If you aren’t towing a trailer, then the living space and the vehicle are the same unit and you can always access the interior of the camper while you’re driving.
Now, let’s look at the different kinds of RVs so you can get a better understanding of how to distinguish them.
Class A RV
The biggest motorized RVs on the market are Class A RVs. These are basically giant homes that you can drive.
These vehicles can be fairly simple but they can also come with all kinds of crazy bells and whistles. That can include amenities like a washer and dryer, king-size beds, and even mobile garages that can carry your sports car.
With a Class A RV, you get a lot of space and likely a lot of luxury. Another benefit is that you can tow a car behind your RV.
As you might expect, these vehicles can be very expensive and they have low fuel efficiency. You’re also limited to where you can take your RV because of how big it is.
Class C RV
The Class C RV isn’t going to be as big as a Class A one. However, it’s going to be bigger than a Class B RV. The sleeping sections in a Class C are usually over the cab and also in the back.
You might get slide outs that are similar to the ones in Class A vehicles.
These RVs tend to have a separate bathroom area, while a Class B RV may not.
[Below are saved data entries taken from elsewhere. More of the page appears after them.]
//! Application wiring

mod state;

pub use state::AppState;
//! HTTP route definitions

use axum::{
    extract::State,
    http::{header, HeaderValue, Method},
    response::Json,
    routing::get,
    Router,
};
use serde::Serialize;
use tower_http::{
    cors::{AllowOrigin, CorsLayer},
    trace::TraceLayer,
};

use crate::app::AppState;
use crate::game::geometry::{Platform, PLATFORMS};
use crate::util::time::uptime_secs;
use crate::ws::handler::ws_handler;

/// Build the application router
pub fn build_router(state: AppState) -> Router {
    let cors = CorsLayer::new()
        .allow_origin(allowed_origins(state.config.client_origin.as_deref()))
        .allow_methods([Method::GET, Method::OPTIONS])
        .allow_headers([header::CONTENT_TYPE]);

    Router::new()
        .route("/health", get(health_handler))
        .route("/platforms", get(platforms_handler))
        .route("/ws", get(ws_handler))
        .layer(TraceLayer::new_for_http())
        .layer(cors)
        .with_state(state)
}

/// Comma-separated origins; unset means any origin.
fn allowed_origins(client_origin: Option<&str>) -> AllowOrigin {
    match client_origin {
        Some(origins) => {
            let origins: Vec<HeaderValue> = origins
                .split(',')
                .filter_map(|s| s.trim().parse::<HeaderValue>().ok())
                .collect();
            AllowOrigin::list(origins)
        }
        None => AllowOrigin::any(),
    }
}

// ============================================================================
// Health endpoint
// ============================================================================

#[derive(Serialize)]
#[serde(rename_all = "camelCase")]
struct HealthResponse {
    status: &'static str,
    uptime_secs: u64,
    players: usize,
    connections: usize,
}

async fn health_handler(State(state): State<AppState>) -> Json<HealthResponse> {
    Json(HealthResponse {
        status: "ok",
        uptime_secs: uptime_secs(),
        players: state.game.player_count(),
        connections: state.hub.len(),
    })
}

// ============================================================================
// World geometry
// ============================================================================

/// The platform list clients must render
async fn platforms_handler() -> Json<&'static [Platform]> {
    Json(PLATFORMS.as_slice())
}

#[cfg(test)]
mod tests {
    use super::*;
    use crate::config::Config;
    use crate::game::{GameRunner, World};
    use crate::ws::ConnectionHub;
    use axum::body::{to_bytes, Body};
    use axum::http::{Request, StatusCode};
    use std::sync::Arc;
    use std::time::Instant;
    use tower::ServiceExt;

    fn test_state() -> AppState {
        let hub = Arc::new(ConnectionHub::default());
        let (_runner, handle) = GameRunner::new(World::new(1, Instant::now()), hub.clone());
        AppState::new(Config::default(), handle, hub)
    }

    async fn get_json(uri: &str) -> (StatusCode, serde_json::Value) {
        let response = build_router(test_state())
            .oneshot(Request::builder().uri(uri).body(Body::empty()).expect("request"))
            .await
            .expect("router responds");
        let status = response.status();
        let bytes = to_bytes(response.into_body(), usize::MAX)
            .await
            .expect("body");
        (status, serde_json::from_slice(&bytes).expect("json body"))
    }

    #[tokio::test]
    async fn health_reports_counts() {
        let (status, body) = get_json("/health").await;

        assert_eq!(status, StatusCode::OK);
        assert_eq!(body["status"], "ok");
        assert_eq!(body["players"], 0);
        assert_eq!(body["connections"], 0);
    }

    #[tokio::test]
    async fn platforms_match_the_course() {
        let (status, body) = get_json("/platforms").await;

        assert_eq!(status, StatusCode::OK);
        let platforms = body.as_array().expect("array");
        assert_eq!(platforms.len(), PLATFORMS.len());
        assert_eq!(platforms[1]["top"], 1.0);
        assert_eq!(platforms[1]["xMin"], -5.0);
    }
}
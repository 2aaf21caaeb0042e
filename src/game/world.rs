//! Player registry and the world aggregate (owned by the game runner)

use std::time::Instant;

use rand::{Rng, SeedableRng};
use rand_chacha::ChaCha8Rng;
use tracing::{debug, info, warn};
use uuid::Uuid;

use super::constants::SPAWN_POSITION;
use super::geometry::{Platform, PLATFORMS};
use super::physics::{Body, PhysicsSystem};
use super::scoring::award_survival_points;
use super::tag::TagCoordinator;
use super::{InputState, Position, SoundCue};

/// Authoritative per-connection player state
#[derive(Debug, Clone)]
pub struct Player {
    pub id: Uuid,
    pub body: Body,
    pub is_it: bool,
    pub score: u32,
    /// Latest input; overwritten, never queued
    pub input: InputState,
}

impl Player {
    pub fn new(id: Uuid, body: Body) -> Self {
        Self {
            id,
            body,
            is_it: false,
            score: 0,
            input: InputState::default(),
        }
    }
}

/// Discrete things that happened while mutating the world
#[derive(Debug, Clone, Copy, PartialEq, Eq)]
pub enum WorldEvent {
    /// A player was removed from the registry
    PlayerLeft(Uuid),
    /// "it" moved to this player (tag or reassignment)
    ItChanged(Uuid),
    /// A sound cue every client should play
    Sound(SoundCue),
}

/// Players, static geometry and the tag state
pub struct World {
    /// Registry order is insertion order
    players: Vec<Player>,
    platforms: Vec<Platform>,
    tag: TagCoordinator,
    rng: ChaCha8Rng,
    tick: u64,
}

impl World {
    /// World on the standard course
    pub fn new(seed: u64, started_at: Instant) -> Self {
        Self::with_platforms(PLATFORMS.to_vec(), seed, started_at)
    }

    pub fn with_platforms(platforms: Vec<Platform>, seed: u64, started_at: Instant) -> Self {
        Self {
            players: Vec::new(),
            platforms,
            tag: TagCoordinator::new(started_at),
            rng: ChaCha8Rng::seed_from_u64(seed),
            tick: 0,
        }
    }

    pub fn players(&self) -> &[Player] {
        &self.players
    }

    pub fn get(&self, id: &Uuid) -> Option<&Player> {
        self.players.iter().find(|p| p.id == *id)
    }

    pub fn len(&self) -> usize {
        self.players.len()
    }

    pub fn is_empty(&self) -> bool {
        self.players.is_empty()
    }

    /// Current "it" holder
    pub fn it(&self) -> Option<Uuid> {
        self.tag.it()
    }

    pub fn tick_count(&self) -> u64 {
        self.tick
    }

    /// Add a player at the spawn point. The first player into an empty
    /// world becomes "it".
    pub fn register(&mut self, id: Uuid) -> &Player {
        if let Some(idx) = self.index_of(&id) {
            warn!(player_id = %id, "Player already registered");
            return &self.players[idx];
        }

        let [x, y, z] = SPAWN_POSITION;
        let mut player = Player::new(id, Body::at_rest(Position::new(x, y, z)));

        if self.tag.it().is_none() {
            player.is_it = true;
            self.tag.assign(Some(id));
            info!(player_id = %id, "First player is it");
        }

        self.players.push(player);
        info!(player_id = %id, player_count = self.players.len(), "Player registered");

        let last = self.players.len() - 1;
        &self.players[last]
    }

    /// Drop a player. If they held "it", a random remaining player inherits it;
    /// the tag cooldown clock is left alone.
    pub fn remove(&mut self, id: &Uuid) -> Vec<WorldEvent> {
        let mut events = Vec::new();

        let Some(idx) = self.index_of(id) else {
            debug!(player_id = %id, "Remove for unknown player");
            return events;
        };
        let removed = self.players.remove(idx);

        if removed.is_it {
            if self.players.is_empty() {
                self.tag.assign(None);
            } else {
                let pick = self.rng.gen_range(0..self.players.len());
                let heir = &mut self.players[pick];
                heir.is_it = true;
                self.tag.assign(Some(heir.id));
                info!(player_id = %heir.id, "It reassigned after disconnect");
                events.push(WorldEvent::ItChanged(heir.id));
            }
        }

        info!(player_id = %id, player_count = self.players.len(), "Player removed");
        events.push(WorldEvent::PlayerLeft(*id));
        events
    }

    /// Overwrite a player's pending input. Unknown players are ignored.
    pub fn set_input(&mut self, id: &Uuid, input: InputState) -> bool {
        match self.players.iter_mut().find(|p| p.id == *id) {
            Some(player) => {
                player.input = input;
                true
            }
            None => false,
        }
    }

    /// One simulation pass: physics for every player, then tagging.
    pub fn tick(&mut self, now: Instant) -> Vec<WorldEvent> {
        let mut events = Vec::new();
        self.tick += 1;

        for player in self.players.iter_mut() {
            if PhysicsSystem::step(&mut player.body, &player.input, &self.platforms) {
                events.push(WorldEvent::Sound(SoundCue::Jump));
            }
        }

        if let Some(transfer) = self.tag.evaluate(&mut self.players, now) {
            events.push(WorldEvent::ItChanged(transfer.to));
            events.push(WorldEvent::Sound(SoundCue::Tag));
        }

        events
    }

    /// Passive scoring pass
    pub fn award_survival_points(&mut self) -> usize {
        award_survival_points(&mut self.players)
    }

    fn index_of(&self, id: &Uuid) -> Option<usize> {
        self.players.iter().position(|p| p.id == *id)
    }
}

#[cfg(test)]
mod tests {
    use super::*;
    use crate::game::constants::{TAG_COOLDOWN, TAG_REWARD};
    use std::time::Duration;

    fn id(n: u128) -> Uuid {
        Uuid::from_u128(n)
    }

    fn floor_only() -> Vec<Platform> {
        vec![Platform::new(-15.0, 15.0, -15.0, 15.0, 0.0)]
    }

    fn holders(world: &World) -> Vec<Uuid> {
        world
            .players()
            .iter()
            .filter(|p| p.is_it)
            .map(|p| p.id)
            .collect()
    }

    fn assert_single_it(world: &World) {
        let holders = holders(world);
        if world.is_empty() {
            assert!(holders.is_empty());
            assert_eq!(world.it(), None);
        } else {
            assert_eq!(holders.len(), 1);
            assert_eq!(world.it(), Some(holders[0]));
        }
    }

    #[test]
    fn first_player_spawns_as_it() {
        let mut world = World::new(7, Instant::now());
        let player = world.register(id(1));

        assert!(player.is_it);
        assert_eq!(player.score, 0);
        assert!(player.body.grounded);
        assert_eq!(player.body.position, Position::new(0.0, 1.0, 0.0));

        let second = world.register(id(2));
        assert!(!second.is_it);
        assert_eq!(world.it(), Some(id(1)));
        assert_single_it(&world);
    }

    #[test]
    fn duplicate_register_keeps_existing_player() {
        let mut world = World::new(7, Instant::now());
        world.register(id(1));
        world.set_input(&id(1), InputState { left: true, ..Default::default() });
        world.register(id(1));

        assert_eq!(world.len(), 1);
        assert!(world.get(&id(1)).is_some_and(|p| p.input.left));
    }

    #[test]
    fn spawn_settles_on_central_platform_after_one_tick() {
        let start = Instant::now();
        let mut world = World::new(7, start);
        world.register(id(1));

        let events = world.tick(start + Duration::from_millis(16));

        assert!(events.is_empty());
        let body = world.get(&id(1)).map(|p| p.body);
        assert_eq!(body.map(|b| b.position.y), Some(1.5));
        assert_eq!(body.map(|b| b.grounded), Some(true));
    }

    #[test]
    fn last_player_leaving_clears_it() {
        let mut world = World::new(7, Instant::now());
        world.register(id(1));

        let events = world.remove(&id(1));
        assert_eq!(events, vec![WorldEvent::PlayerLeft(id(1))]);
        assert_eq!(world.it(), None);
        assert_single_it(&world);

        let newcomer = world.register(id(2));
        assert!(newcomer.is_it);
        assert_eq!(world.it(), Some(id(2)));
    }

    #[test]
    fn it_leaving_reassigns_to_a_remaining_player() {
        let mut world = World::new(7, Instant::now());
        for n in 1..=4 {
            world.register(id(n));
        }

        let events = world.remove(&id(1));
        let heir = world.it().expect("someone inherits it");

        assert_ne!(heir, id(1));
        assert_eq!(
            events,
            vec![WorldEvent::ItChanged(heir), WorldEvent::PlayerLeft(id(1))]
        );
        assert_single_it(&world);
    }

    #[test]
    fn reassignment_is_deterministic_for_a_seed() {
        let pick = |seed: u64| {
            let mut world = World::new(seed, Instant::now());
            for n in 1..=8 {
                world.register(id(n));
            }
            world.remove(&id(1));
            world.it()
        };

        assert_eq!(pick(42), pick(42));
    }

    #[test]
    fn non_it_leaving_does_not_touch_it() {
        let mut world = World::new(7, Instant::now());
        world.register(id(1));
        world.register(id(2));

        let events = world.remove(&id(2));
        assert_eq!(events, vec![WorldEvent::PlayerLeft(id(2))]);
        assert_eq!(world.it(), Some(id(1)));
    }

    #[test]
    fn unknown_identities_are_ignored() {
        let mut world = World::new(7, Instant::now());
        assert!(!world.set_input(&id(9), InputState::default()));
        assert!(world.remove(&id(9)).is_empty());
    }

    #[test]
    fn repeated_identical_input_changes_nothing() {
        let mut world = World::new(7, Instant::now());
        world.register(id(1));
        let input = InputState { right: true, ..Default::default() };

        world.set_input(&id(1), input);
        let once = world.get(&id(1)).map(|p| (p.input, p.body));
        world.set_input(&id(1), input);
        world.set_input(&id(1), input);
        let thrice = world.get(&id(1)).map(|p| (p.input, p.body));

        assert_eq!(once, thrice);
    }

    #[test]
    fn tag_after_cooldown_since_world_start() {
        let start = Instant::now();
        let mut world = World::with_platforms(floor_only(), 7, start);
        world.register(id(1));
        world.register(id(2));

        // Both settle on the floor at the same spot, well within range.
        let early = world.tick(start + Duration::from_secs(1));
        assert!(!early.contains(&WorldEvent::ItChanged(id(2))));
        assert_eq!(world.it(), Some(id(1)));
        assert_eq!(world.get(&id(1)).map(|p| p.score), Some(0));

        let events = world.tick(start + TAG_COOLDOWN + Duration::from_millis(1));
        assert_eq!(
            events,
            vec![
                WorldEvent::ItChanged(id(2)),
                WorldEvent::Sound(SoundCue::Tag)
            ]
        );
        assert_eq!(world.get(&id(1)).map(|p| p.score), Some(TAG_REWARD));
        assert_eq!(world.get(&id(2)).map(|p| p.score), Some(0));
        assert_single_it(&world);
    }

    #[test]
    fn no_tag_while_cooldown_has_not_elapsed() {
        let start = Instant::now();
        let mut world = World::new(7, start);
        world.register(id(1));
        world.register(id(2));

        let events = world.tick(start + TAG_COOLDOWN);
        assert!(events.is_empty());
        assert_eq!(world.it(), Some(id(1)));
        assert!(world.players().iter().all(|p| p.score == 0));
    }

    #[test]
    fn tags_are_spaced_by_the_cooldown() {
        let start = Instant::now();
        let mut world = World::new(7, start);
        world.register(id(1));
        world.register(id(2));

        // Two stacked players tick for 20 simulated seconds at 60 Hz.
        let mut transfers = Vec::new();
        for n in 1..=1200u64 {
            let now = start + Duration::from_micros(n * 16_667);
            for event in world.tick(now) {
                if let WorldEvent::ItChanged(_) = event {
                    transfers.push(now);
                }
            }
            assert_single_it(&world);
        }

        assert!(transfers.len() >= 3);
        for pair in transfers.windows(2) {
            assert!(pair[1] - pair[0] > TAG_COOLDOWN);
        }
    }

    #[test]
    fn held_jump_emits_a_single_sound_per_jump() {
        let start = Instant::now();
        let mut world = World::new(7, start);
        world.register(id(1));
        world.tick(start);
        world.set_input(&id(1), InputState { jump: true, ..Default::default() });

        let jumps = (0..20)
            .flat_map(|_| world.tick(start))
            .filter(|e| *e == WorldEvent::Sound(SoundCue::Jump))
            .count();

        assert_eq!(jumps, 1);
    }

    #[test]
    fn scores_never_decrease() {
        let start = Instant::now();
        let mut world = World::new(7, start);
        world.register(id(1));
        world.register(id(2));
        world.register(id(3));

        let mut last: Vec<u32> = world.players().iter().map(|p| p.score).collect();
        for n in 1..=900u64 {
            world.tick(start + Duration::from_millis(n * 17));
            if n % 300 == 0 {
                assert_eq!(world.award_survival_points(), 2);
            }
            let now: Vec<u32> = world.players().iter().map(|p| p.score).collect();
            assert!(now.iter().zip(&last).all(|(a, b)| a >= b));
            last = now;
        }
    }

    #[test]
    fn empty_world_ticks_quietly() {
        let start = Instant::now();
        let mut world = World::new(7, start);

        assert!(world.tick(start + TAG_COOLDOWN * 2).is_empty());
        assert_eq!(world.award_survival_points(), 0);
        assert_eq!(world.tick_count(), 1);
    }
}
Class C RVs are great for people who think a camper van is too small but don’t want something as expensive as a Class C.
Class B RVs
Class B RVs are also known as camper vans. The Class B RV is a mid-size option that’s a lot smaller than the Class A RV. Common van bases include Ram Promaster, Ford Transit, and Mercedes Sprinter.
These are small but useful campers that can be basic or come with extras like bedrooms, dining areas, and bathrooms. The biggest downside to a Class B RV is that you won’t get as many perks or as much space as with a Class A or Class C RV.
There’s likely no bigger range of campers in one category than the travel trailer. A bumper pull travel trailer connects to the traditional trailer hitch. They can also range from heavy-duty to lightweight.
This means that the smallest travel trailer can be pulled by a regular SUV. Other trailers are going to need to be pulled by big trucks.
Travel trailers are good for campers who want to unhitch and store their camper when not being used. There are also kinds of options when it comes to travel trailers.
You can even find teardrops, convertible trailers, and vintage style ones.
A pop-up trailer is also known as a folding trailer. This is a lightweight camper that can fold into itself for easy towing and storage.
You can think of a pop-up trailer as an alternative to a tent. This is going to give you an open-air feel and a living area in the center. Plus, you’ll have a sleeping section on either side.
If you can’t tow a lot of weight and don’t need a whole lot of perks, then a pop-up trailer can be perfect for you. The biggest downside is that these trailers aren’t very well insulated for weather.
Fifth Wheel Trailer
These are the biggest trailers that you can tow behind a vehicle. They get their name because the front end of the trailer extends over the bed of the truck. The truck bed is what contains the hitch.
These trailers provide all of the comfort and space of a Class A RV but they also need to be fitted with a special hitch. This kind of RV is great for someone who wants all of the perks of a Class A vehicle but wants to tow it and store it when they don’t need it.
Get the Right Vehicle for RVing Fulltime
Hopefully, after reading the above article, you now have a better understanding of which are the most comfortable RVs for RVing fulltime. As we can see, RVs can come in all shapes and sizes. So it’s ultimately going to come down to what kinds of amenities you want and how much you’re willing to spend.